Late last year, I posted about the joy of writing music and lyrics for a new show, The Lizard of Oz, with script and direction by Peter Cox and Mark Grentell. If you haven’t seen their film Backyard Ashes, I highly recommend it.
We have only four performances left in our initial season, so here, courtesy of some fine photographers and our absurdly talented designer Aron Dosiak, is the next best thing to seeing the show live at Wagga’s Wollundry Lagoon.
The composer at the piano:
My favourite shot of our heroine, Dotty:
Jacqueline Irvine, who plays Dotty, is way more savvy and much less naive than her character. She’s also physically fitter than the rest of us put together, although I do bring down the company average somewhat.
Andrew Strano is Leonardo de Emu …
… and Big Red the kangaroo:
Apart from being talented and hilarious, Andrew is a lyricist, and he’s co-written, completely independently of my effort, a song about being inappropriately close with a family member. So I have a bit of a man-crush on Andrew.
Our villainess, Arachna, is played by Karla Hillam. She manages to belt it out from this balcony to the whole audience, totally unamplified:
This moment of staging necessitated my favourite bit of songwriting in the show, because we needed something to cover Arachna’s move from the balcony down to ground level. So, in rehearsals, I pretended I was wearing Karla’s outfit, and took the elevator down one floor, with our stage manager Liz holding all the doors for me. That took 58 seconds, and we all thought that was a bit long. So I waddled down the stairs on foot, and that took only 38 seconds. I scrawled these ideas in an old diary while we were rehearsing other scenes:
That night, I wrote a tune, and we learned the vocals the next day. With Karla in costume, from balcony to ground level, it took 40 seconds.
“Karla,” I said, “I just totally Sondheimed your move downstairs.” Then I had to explain to everyone about the elevator in Company, on Boris Aronson’s original set, and then I felt old.
Arachna decrees that only one song can be heard in all of Oz – her song, “It’s All About Me”, an anthem of Idolesque genericness, with an appalling I-V-vi-IV chord progression.
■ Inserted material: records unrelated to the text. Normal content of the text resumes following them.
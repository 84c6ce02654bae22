//! Story-file header. The container format itself is a collaborator
//! concern; the core only needs the handful of offsets and the version
//! that drive decoding and the runtime services.

use crate::fault::Fault;
use std::fmt::{Display, Error, Formatter};

fn word(bytes: &[u8], at: usize) -> u16 {
    ((bytes[at] as u16) << 8) | bytes[at + 1] as u16
}

#[derive(Debug, Clone, PartialEq)]
pub struct Header {
    pub version: u8,
    pub release: u16,
    pub serial: String,
    pub base_high_mem: u16,
    pub base_static_mem: u16,
    /// First instruction of the entry routine (V1-5: raw byte address of
    /// an instruction; V6+: packed routine address).
    pub initial_pc: u16,
    pub dictionary: u16,
    pub object_table: u16,
    pub global_variables: u16,
    pub abbrev_table: u16,
    pub file_len: usize,
    pub checksum: u16,
}

impl Header {
    pub fn parse(bytes: &[u8]) -> Result<Header, Fault> {
        if bytes.len() < 64 {
            return Err(Fault::Decode {
                addr: 0,
                reason: "story file too small for header".to_string(),
            });
        }
        let version = bytes[0];
        match version {
            1..=5 | 7 | 8 => {}
            other => return Err(Fault::UnsupportedVersion(other)),
        }

        // The file-length word is scaled by a version-dependent factor.
        let len_scale = match version {
            1..=3 => 2,
            4..=5 => 4,
            _ => 8,
        };

        Ok(Header {
            version,
            release: word(bytes, 0x02),
            serial: bytes[0x12..0x18].iter().map(|b| *b as char).collect(),
            base_high_mem: word(bytes, 0x04),
            base_static_mem: word(bytes, 0x0E),
            initial_pc: word(bytes, 0x06),
            dictionary: word(bytes, 0x08),
            object_table: word(bytes, 0x0A),
            global_variables: word(bytes, 0x0C),
            abbrev_table: word(bytes, 0x18),
            file_len: word(bytes, 0x1A) as usize * len_scale,
            checksum: word(bytes, 0x1C),
        })
    }

    /// Multiplier for packed routine/string addresses.
    pub fn packed_scale(&self) -> u32 {
        match self.version {
            1..=3 => 2,
            4..=7 => 4,
            _ => 8,
        }
    }

    pub fn unpack_routine(&self, packed: u16) -> u32 {
        packed as u32 * self.packed_scale()
    }

    pub fn unpack_string(&self, packed: u16) -> u32 {
        packed as u32 * self.packed_scale()
    }
}

impl Display for Header {
    fn fmt(&self, f: &mut Formatter<'_>) -> Result<(), Error> {
        write!(
            f,
            "
Z-code version:           {}
Release number:           {}
Serial number:            {}
Start PC:                 {:#06x}
Size of resident memory:  {:#06x}
Size of dynamic memory:   {:#06x}
Dictionary address:       {:#06x}
Object table address:     {:#06x}
Global variables address: {:#06x}
Abbreviations address:    {:#06x}
File size:                {:#06x}
Checksum:                 {:#06x}
",
            self.version,
            self.release,
            self.serial,
            self.initial_pc,
            self.base_high_mem,
            self.base_static_mem,
            self.dictionary,
            self.object_table,
            self.global_variables,
            self.abbrev_table,
            self.file_len,
            self.checksum,
        )
    }
}

#[cfg(test)]
mod tests {
    use super::*;

    fn minimal_image(version: u8) -> Vec<u8> {
        let mut bytes = vec![0u8; 128];
        bytes[0] = version;
        bytes[0x06] = 0x00;
        bytes[0x07] = 0x40; // initial PC 0x40
        bytes[0x0E] = 0x00;
        bytes[0x0F] = 0x40; // static memory at 0x40
        bytes
    }

    #[test]
    fn parse_v3() {
        let h = Header::parse(&minimal_image(3)).unwrap();
        assert_eq!(h.version, 3);
        assert_eq!(h.initial_pc, 0x40);
        assert_eq!(h.packed_scale(), 2);
    }

    #[test]
    fn rejects_v6() {
        assert_eq!(
            Header::parse(&minimal_image(6)),
            Err(Fault::UnsupportedVersion(6))
        );
    }

    #[test]
    fn rejects_short_file() {
        assert!(matches!(
            Header::parse(&[3u8; 10]),
            Err(Fault::Decode { .. })
        ));
    }

    #[test]
    fn packed_scales() {
        assert_eq!(Header::parse(&minimal_image(5)).unwrap().packed_scale(), 4);
        assert_eq!(Header::parse(&minimal_image(8)).unwrap().packed_scale(), 8);
    }
}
Jamie Way is Dodo the dog and Bitza the platypus (although he doesn’t know he’s a platypus until the end of the show):
At this point, Bitza’s identity crisis has forced him to adopt an outrageous French accent. Jamie can do all the accents, while singing, and in celebrity versions if you request them. I haven’t heard him run out of ideas yet.
Michelle Brasier is PC Kookaburra, and Katerina Pavlova, the world-famous opera singer and desert dessert:
Katerina’s entrance and exit music, a mishmash of a pavlova recipe and soprano warbling, is just my attempt to transcribe what Michelle improvised effortlessly at the first read-through. I could never have done any better, or any funnier.
By this point, Arachna has been vanquished, Michelle is PC Kookaburra, Karla has dressed up as Katerina Pavlova, I’ve been inside a Lizard’s head (and operated a Bilby rod puppet), and the sun is about to set. It’s a hoot.